--- START ---

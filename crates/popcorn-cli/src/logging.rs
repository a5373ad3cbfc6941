use anyhow::Result;
use std::io;
use std::io::IsTerminal;
use std::path::PathBuf;
use tracing_appender::rolling::{RollingFileAppender, Rotation};
use tracing_subscriber::fmt::{self, time::ChronoUtc};
use tracing_subscriber::{layer::SubscriberExt, util::SubscriberInitExt, EnvFilter, Registry};

/// 0 = warn, 1 = debug (hyper connection noise suppressed), 2+ = trace.
/// `RUST_LOG` wins unless `quiet` is set.
fn build_filter(verbose_level: u8, quiet: bool) -> EnvFilter {
    if quiet {
        return EnvFilter::new("error");
    }
    let default = match verbose_level {
        0 => "warn",
        1 => "debug,hyper::proto::h1=warn,hyper::client::pool=warn",
        _ => "trace",
    };
    EnvFilter::try_from_default_env().unwrap_or_else(|_| EnvFilter::new(default))
}

fn wants_json() -> bool {
    std::env::var("RUST_LOG_JSON")
        .map(|v| v == "true")
        .unwrap_or_else(|_| !io::stdout().is_terminal())
}

pub fn init_logging_with_file(verbose_level: u8, quiet: bool, log_file: Option<PathBuf>) -> Result<()> {
    let registry = Registry::default().with(build_filter(verbose_level, quiet));
    let json = wants_json();

    let Some(log_path) = log_file else {
        if json {
            registry
                .with(fmt::layer().json().with_timer(ChronoUtc::rfc_3339()).with_writer(io::stderr))
                .init();
        } else {
            registry
                .with(fmt::layer().with_timer(ChronoUtc::rfc_3339()).with_writer(io::stderr))
                .init();
        }
        return Ok(());
    };

    let log_dir = log_path
        .parent()
        .ok_or_else(|| anyhow::anyhow!("Log file path has no parent directory"))?;
    std::fs::create_dir_all(log_dir)?;
    let log_filename = log_path
        .file_name()
        .and_then(|n| n.to_str())
        .ok_or_else(|| anyhow::anyhow!("Invalid log filename"))?;

    // popcorn.log -> popcorn.log.2026-10-19, ...
    let file_appender = RollingFileAppender::new(Rotation::DAILY, log_dir, log_filename);

    if json {
        registry
            .with(fmt::layer().json().with_timer(ChronoUtc::rfc_3339()).with_writer(file_appender))
            .init();
    } else {
        registry
            .with(
                fmt::layer()
                    .with_timer(ChronoUtc::rfc_3339())
                    .with_ansi(false)
                    .with_writer(file_appender),
            )
            .init();
    }

    Ok(())
}
use super::{prompts, ui::Spinner, Session};
use crate::output::Output;
use color_eyre::eyre::eyre;
use color_eyre::Result;
use popcorn_core::{AddOutcome, Intent};
use serde_json::json;

pub async fn run_rate(session: &Session, id: &str, rating: Option<u8>, output: &Output) -> Result<()> {
    let mut app = session.app()?;

    let spinner = Spinner::start(format!("Loading {}...", id));
    app.dispatch(Intent::Select(id.to_string()))?;
    let state = app.detail().settled().await;
    spinner.finish();

    let record = match (state.record, state.error) {
        (Some(record), _) => record,
        (_, error) => {
            return Err(eyre!(
                "Failed to load {}: {}",
                id,
                error.unwrap_or_else(|| "no record".to_string())
            ))
        }
    };

    let value = match rating {
        Some(value) => value,
        None => prompts::prompt_rating(&format!("Rate '{}' (1-10)", record.title), output)?.value(),
    };
    app.dispatch(Intent::Rate(value))?;
    app.dispatch(Intent::AddWatched)?;

    let verb = match app.last_added() {
        Some(AddOutcome::Replaced) => "Updated",
        _ => "Added",
    };
    if output.is_human() {
        output.success(format!("{} '{}' with your rating {}/10", verb, record.title, value));
    } else {
        output.json(&json!({
            "imdb_id": record.imdb_id,
            "title": record.title,
            "user_rating": value,
            "outcome": verb.to_lowercase(),
            "summary": app.summary(),
        }));
    }
    Ok(())
}
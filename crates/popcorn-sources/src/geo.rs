use async_trait::async_trait;
use popcorn_models::Position;
use reqwest::Client;
use serde::Deserialize;
use std::sync::Arc;
use std::time::Duration;
use thiserror::Error;
use tracing::debug;

#[derive(Debug, Clone, Error, PartialEq, Eq)]
pub enum GeoError {
    #[error("Your device does not support geolocation")]
    Unavailable,

    #[error("{0}")]
    Failed(String),
}

/// One-shot device position query.
#[async_trait]
pub trait PositionProvider: Send + Sync {
    async fn current_position(&self) -> Result<Position, GeoError>;
}

#[derive(Debug, Deserialize)]
struct IpApiResponse {
    latitude: Option<f64>,
    longitude: Option<f64>,
    #[serde(default)]
    error: bool,
    reason: Option<String>,
}

/// Approximate position from an IP geolocation endpoint (ipapi.co format)
#[derive(Clone)]
pub struct IpApiLocator {
    client: Arc<Client>,
    endpoint: String,
}

impl IpApiLocator {
    pub fn new(endpoint: impl Into<String>, timeout: Duration) -> Result<Self, GeoError> {
        let client = Client::builder()
            .timeout(timeout)
            .user_agent(concat!("popcorn/", env!("CARGO_PKG_VERSION")))
            .build()
            .map_err(|e| GeoError::Failed(format!("Failed to build HTTP client: {}", e)))?;
        Ok(Self {
            client: Arc::new(client),
            endpoint: endpoint.into(),
        })
    }
}

pub fn parse_position(body: &str) -> Result<Position, GeoError> {
    let parsed: IpApiResponse = serde_json::from_str(body)
        .map_err(|e| GeoError::Failed(format!("Unexpected geolocation response: {}", e)))?;

    if parsed.error {
        return Err(GeoError::Failed(
            parsed.reason.unwrap_or_else(|| "Position unavailable".to_string()),
        ));
    }

    match (parsed.latitude, parsed.longitude) {
        (Some(latitude), Some(longitude)) => Ok(Position::new(latitude, longitude)),
        _ => Err(GeoError::Failed("Position unavailable".to_string())),
    }
}

#[async_trait]
impl PositionProvider for IpApiLocator {
    async fn current_position(&self) -> Result<Position, GeoError> {
        let response = self
            .client
            .get(&self.endpoint)
            .send()
            .await
            .map_err(|e| GeoError::Failed(e.to_string()))?;

        if !response.status().is_success() {
            return Err(GeoError::Failed(format!(
                "Geolocation request failed: {}",
                response.status()
            )));
        }

        let body = response
            .text()
            .await
            .map_err(|e| GeoError::Failed(e.to_string()))?;
        let position = parse_position(&body)?;
        debug!("Resolved position {}, {}", position.latitude, position.longitude);
        Ok(position)
    }
}
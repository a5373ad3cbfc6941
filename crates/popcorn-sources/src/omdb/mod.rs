pub mod api;
pub mod client;
pub mod parser;

pub use client::OmdbClient;
use serde::{Deserialize, Serialize};

/// One row of a title search. Lives only as long as the response it came from.
#[derive(Debug, Clone, Serialize, Deserialize, PartialEq, Eq)]
pub struct SearchResultItem {
    pub imdb_id: String,
    pub title: String,
    pub year: String,
    pub poster: String,
}
use super::{ui::Spinner, views, Session};
use crate::output::Output;
use color_eyre::Result;
use popcorn_core::SearchFetcher;
use serde_json::json;

pub async fn run_search(session: &Session, query: &str, output: &Output) -> Result<()> {
    let min_len = session.config.search.min_query_length;
    if query.trim().chars().count() < min_len {
        output.warn(format!("Type at least {} characters to search", min_len));
        return Ok(());
    }

    let watched = session.watched()?;
    let mut search = SearchFetcher::new(session.catalog()?, min_len);

    let spinner = Spinner::start(format!("Searching for '{}'...", query.trim()));
    search.set_query(query);
    let state = search.settled().await;
    spinner.finish();

    if !output.is_human() {
        output.json(&json!({
            "query": query.trim(),
            "results": state.items,
            "error": state.error,
        }));
        return Ok(());
    }

    if let Some(error) = &state.error {
        output.error(error);
        return Ok(());
    }

    output.info(format!("Found {} results", state.items.len()));
    output.table(&views::results_table(&state.items, None, |id| watched.contains(id)));
    Ok(())
}
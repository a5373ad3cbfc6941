pub mod traits;
pub mod error;
pub mod factory;
pub mod geo;
pub mod omdb;

pub use traits::MovieCatalog;
pub use error::SourceError;
pub use factory::{build_catalog, build_locator};
pub use geo::{GeoError, IpApiLocator, PositionProvider};
pub use omdb::OmdbClient;
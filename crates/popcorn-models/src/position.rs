use serde::{Deserialize, Serialize};

#[derive(Debug, Clone, Copy, Serialize, Deserialize, PartialEq)]
pub struct Position {
    pub latitude: f64,
    pub longitude: f64,
}

impl Position {
    pub fn new(latitude: f64, longitude: f64) -> Self {
        Self { latitude, longitude }
    }

    /// OpenStreetMap link centred on this position
    pub fn map_url(&self) -> String {
        format!(
            "https://www.openstreetmap.org/#map=16/{}/{}",
            self.latitude, self.longitude
        )
    }
}
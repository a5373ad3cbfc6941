use anyhow::Result;
use serde::{Deserialize, Serialize};
use std::collections::HashMap;
use std::path::PathBuf;

/// Environment variable that overrides the stored OMDb API key
pub const API_KEY_ENV: &str = "POPCORN_OMDB_API_KEY";

const OMDB_API_KEY: &str = "omdb_api_key";

#[derive(Debug, Serialize, Deserialize, Default)]
struct CredentialsData {
    #[serde(flatten)]
    data: HashMap<String, String>,
}

pub struct CredentialStore {
    path: PathBuf,
    credentials: HashMap<String, String>,
}

impl CredentialStore {
    pub fn new(path: PathBuf) -> Self {
        Self {
            path,
            credentials: HashMap::new(),
        }
    }

    pub fn load(&mut self) -> Result<()> {
        if self.path.exists() {
            let content = std::fs::read_to_string(&self.path)?;
            let creds_data: CredentialsData = toml::from_str(&content)?;
            self.credentials = creds_data.data;
        }
        Ok(())
    }

    pub fn save(&self) -> Result<()> {
        if let Some(parent) = self.path.parent() {
            std::fs::create_dir_all(parent)?;
        }
        let creds_data = CredentialsData {
            data: self.credentials.clone(),
        };
        let content = toml::to_string_pretty(&creds_data)?;
        std::fs::write(&self.path, content)?;
        Ok(())
    }

    pub fn get(&self, key: &str) -> Option<&String> {
        self.credentials.get(key)
    }

    pub fn set(&mut self, key: String, value: String) {
        self.credentials.insert(key, value);
    }

    pub fn get_omdb_api_key(&self) -> Option<&String> {
        self.get(OMDB_API_KEY)
    }

    pub fn set_omdb_api_key(&mut self, key: String) {
        self.set(OMDB_API_KEY.to_string(), key);
    }

    /// API key from the environment first, then from the stored credentials
    pub fn resolve_omdb_api_key(&self) -> Option<String> {
        std::env::var(API_KEY_ENV)
            .ok()
            .filter(|k| !k.trim().is_empty())
            .or_else(|| self.get_omdb_api_key().cloned())
    }
}
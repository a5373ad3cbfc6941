use super::*;

#[test]
fn test_parse_search_response() {
    let body = r#"{
        "Search": [
            {"Title": "Batman Begins", "Year": "2005", "imdbID": "tt0372784", "Type": "movie", "Poster": "https://example.com/bb.jpg"},
            {"Title": "The Batman", "Year": "2022", "imdbID": "tt1877830", "Type": "movie", "Poster": "N/A"}
        ],
        "totalResults": "2",
        "Response": "True"
    }"#;

    let items = parse_search_response(body).unwrap();
    assert_eq!(items.len(), 2);
    assert_eq!(items[0].imdb_id, "tt0372784");
    assert_eq!(items[0].title, "Batman Begins");
    assert_eq!(items[0].year, "2005");
    assert_eq!(items[1].poster, "N/A");
}

#[test]
fn test_parse_search_response_false_is_not_found() {
    let body = r#"{"Response": "False", "Error": "Movie not found!"}"#;
    let err = parse_search_response(body).unwrap_err();
    assert_eq!(err, SourceError::NotFound("Movie not found!".to_string()));
}

#[test]
fn test_parse_search_response_false_without_message() {
    let body = r#"{"Response": "False"}"#;
    let err = parse_search_response(body).unwrap_err();
    assert_eq!(err.to_string(), "Movie not found!");
}

#[test]
fn test_parse_search_response_too_many_results() {
    let body = r#"{"Response": "False", "Error": "Too many results."}"#;
    let err = parse_search_response(body).unwrap_err();
    assert_eq!(err.to_string(), "Too many results.");
}

#[test]
fn test_parse_search_response_garbage() {
    let err = parse_search_response("<html>oops</html>").unwrap_err();
    assert!(matches!(err, SourceError::Decode(_)));
}

#[test]
fn test_parse_title_response() {
    let body = r#"{
        "Title": "Inception", "Year": "2010", "Rated": "PG-13", "Released": "16 Jul 2010",
        "Runtime": "148 min", "Genre": "Action, Adventure, Sci-Fi", "Director": "Christopher Nolan",
        "Actors": "Leonardo DiCaprio, Joseph Gordon-Levitt, Elliot Page",
        "Plot": "A thief who steals corporate secrets...", "Poster": "https://example.com/inception.jpg",
        "imdbRating": "8.8", "imdbID": "tt1375666", "Type": "movie", "Response": "True"
    }"#;

    let detail = parse_title_response(body, "tt1375666").unwrap();
    assert_eq!(detail.title, "Inception");
    assert_eq!(detail.runtime_minutes(), Some(148));
    assert_eq!(detail.imdb_rating_value(), Some(8.8));
    assert_eq!(detail.director, "Christopher Nolan");
    assert_eq!(detail.genre, "Action, Adventure, Sci-Fi");
    assert_eq!(detail.released, "16 Jul 2010");
}

#[test]
fn test_parse_title_response_missing_id_uses_requested() {
    let body = r#"{"Title": "Inception", "Response": "True"}"#;
    let detail = parse_title_response(body, "tt1375666").unwrap();
    assert_eq!(detail.imdb_id, "tt1375666");
    assert_eq!(detail.runtime, "");
}

#[test]
fn test_parse_title_response_incorrect_id() {
    let body = r#"{"Response": "False", "Error": "Incorrect IMDb ID."}"#;
    let err = parse_title_response(body, "nope").unwrap_err();
    assert_eq!(err, SourceError::NotFound("Incorrect IMDb ID.".to_string()));
}
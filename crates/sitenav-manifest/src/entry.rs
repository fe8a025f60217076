//! Navigation entry types.
//!
//! A manifest entry is either a [`LinkEntry`] pointing directly at a page or
//! a [`GroupEntry`] that expands into a drop-down of links. On the wire the
//! two shapes are untagged: the presence of `link` or `items` selects the
//! variant, and no entry may carry both.

use serde::{Deserialize, Serialize};

use crate::error::ManifestError;

/// A navigation entry that points directly at a page.
#[derive(Clone, Debug, PartialEq, Eq, Serialize)]
pub struct LinkEntry {
    /// Display label.
    pub text: String,
    /// Target path (site-relative path or absolute URL).
    pub link: String,
}

/// A navigation entry that expands into a drop-down list of links.
#[derive(Clone, Debug, PartialEq, Eq, Serialize)]
pub struct GroupEntry {
    /// Display label.
    pub text: String,
    /// Drop-down entries, in render order. Never empty in a valid manifest.
    pub items: Vec<LinkEntry>,
}

/// Top-level navigation entry.
///
/// Serializes untagged, so the consumer sees exactly
/// `{ "text": ..., "link": ... }` or `{ "text": ..., "items": [...] }`.
#[derive(Clone, Debug, PartialEq, Eq, Serialize)]
#[serde(untagged)]
pub enum NavEntry {
    /// Direct link to a page.
    Link(LinkEntry),
    /// Drop-down group of links.
    Group(GroupEntry),
}

impl NavEntry {
    /// Create a link entry.
    pub fn link(text: impl Into<String>, link: impl Into<String>) -> Self {
        Self::Link(LinkEntry {
            text: text.into(),
            link: link.into(),
        })
    }

    /// Create a drop-down group entry.
    pub fn group(text: impl Into<String>, items: Vec<LinkEntry>) -> Self {
        Self::Group(GroupEntry {
            text: text.into(),
            items,
        })
    }

    /// Display label of the entry.
    #[must_use]
    pub fn text(&self) -> &str {
        match self {
            Self::Link(entry) => &entry.text,
            Self::Group(entry) => &entry.text,
        }
    }

    /// True if the entry is a drop-down group.
    #[must_use]
    pub fn is_group(&self) -> bool {
        matches!(self, Self::Group(_))
    }

    /// Validate the entry against the manifest invariants.
    ///
    /// `field` is the entry's position in the manifest (e.g. `nav[2]`),
    /// used to name the offending value in error messages.
    pub(crate) fn validate(&self, field: &str) -> Result<(), ManifestError> {
        match self {
            Self::Link(entry) => entry.validate(field),
            Self::Group(entry) => {
                if entry.text.is_empty() {
                    return Err(ManifestError::empty_field(&format!("{field}.text")));
                }
                if entry.items.is_empty() {
                    return Err(ManifestError::empty_field(&format!("{field}.items")));
                }
                for (i, item) in entry.items.iter().enumerate() {
                    item.validate(&format!("{field}.items[{i}]"))?;
                }
                Ok(())
            }
        }
    }
}

impl LinkEntry {
    pub(crate) fn validate(&self, field: &str) -> Result<(), ManifestError> {
        if self.text.is_empty() {
            return Err(ManifestError::empty_field(&format!("{field}.text")));
        }
        if self.link.is_empty() {
            return Err(ManifestError::empty_field(&format!("{field}.link")));
        }
        Ok(())
    }
}

/// Entry as parsed from TOML/JSON, before variant resolution.
///
/// All fields are optional so that shape violations surface as
/// [`ManifestError::Malformed`] with the entry position, rather than as
/// opaque deserializer errors.
#[derive(Debug, Deserialize)]
pub(crate) struct RawEntry {
    #[serde(default)]
    text: Option<String>,
    #[serde(default)]
    link: Option<String>,
    #[serde(default)]
    items: Option<Vec<RawItem>>,
}

/// Group item as parsed from TOML/JSON.
#[derive(Debug, Deserialize)]
pub(crate) struct RawItem {
    #[serde(default)]
    text: Option<String>,
    #[serde(default)]
    link: Option<String>,
}

impl RawEntry {
    /// Resolve into a validated [`NavEntry`].
    ///
    /// `index` is the entry's position in the manifest sequence.
    pub(crate) fn resolve(self, index: usize) -> Result<NavEntry, ManifestError> {
        let field = format!("nav[{index}]");

        let text = self
            .text
            .ok_or_else(|| ManifestError::Malformed(format!("{field} is missing `text`")))?;

        let entry = match (self.link, self.items) {
            (Some(_), Some(_)) => {
                return Err(ManifestError::Malformed(format!(
                    "{field} (\"{text}\") cannot set both `link` and `items`"
                )));
            }
            (Some(link), None) => NavEntry::Link(LinkEntry { text, link }),
            (None, Some(items)) => {
                let items = items
                    .into_iter()
                    .enumerate()
                    .map(|(i, item)| item.resolve(&format!("{field}.items[{i}]")))
                    .collect::<Result<Vec<_>, _>>()?;
                NavEntry::Group(GroupEntry { text, items })
            }
            (None, None) => {
                return Err(ManifestError::Malformed(format!(
                    "{field} (\"{text}\") must set either `link` or `items`"
                )));
            }
        };

        entry.validate(&field)?;
        Ok(entry)
    }
}

impl RawItem {
    fn resolve(self, field: &str) -> Result<LinkEntry, ManifestError> {
        let text = self
            .text
            .ok_or_else(|| ManifestError::Malformed(format!("{field} is missing `text`")))?;
        let link = self
            .link
            .ok_or_else(|| ManifestError::Malformed(format!("{field} is missing `link`")))?;
        Ok(LinkEntry { text, link })
    }
}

--- END ---

### Activity
Look through the listing, and copy each line in which the string "latitude" turns up.

### Answer section
    latitude: Option<f64>,
    match (parsed.latitude, parsed.longitude) {
        (Some(latitude), Some(longitude)) => Ok(Position::new(latitude, longitude)),
        debug!("Resolved position {}, {}", position.latitude, position.longitude);
    pub latitude: f64,
    pub fn new(latitude: f64, longitude: f64) -> Self {
        Self { latitude, longitude }
            self.latitude, self.longitude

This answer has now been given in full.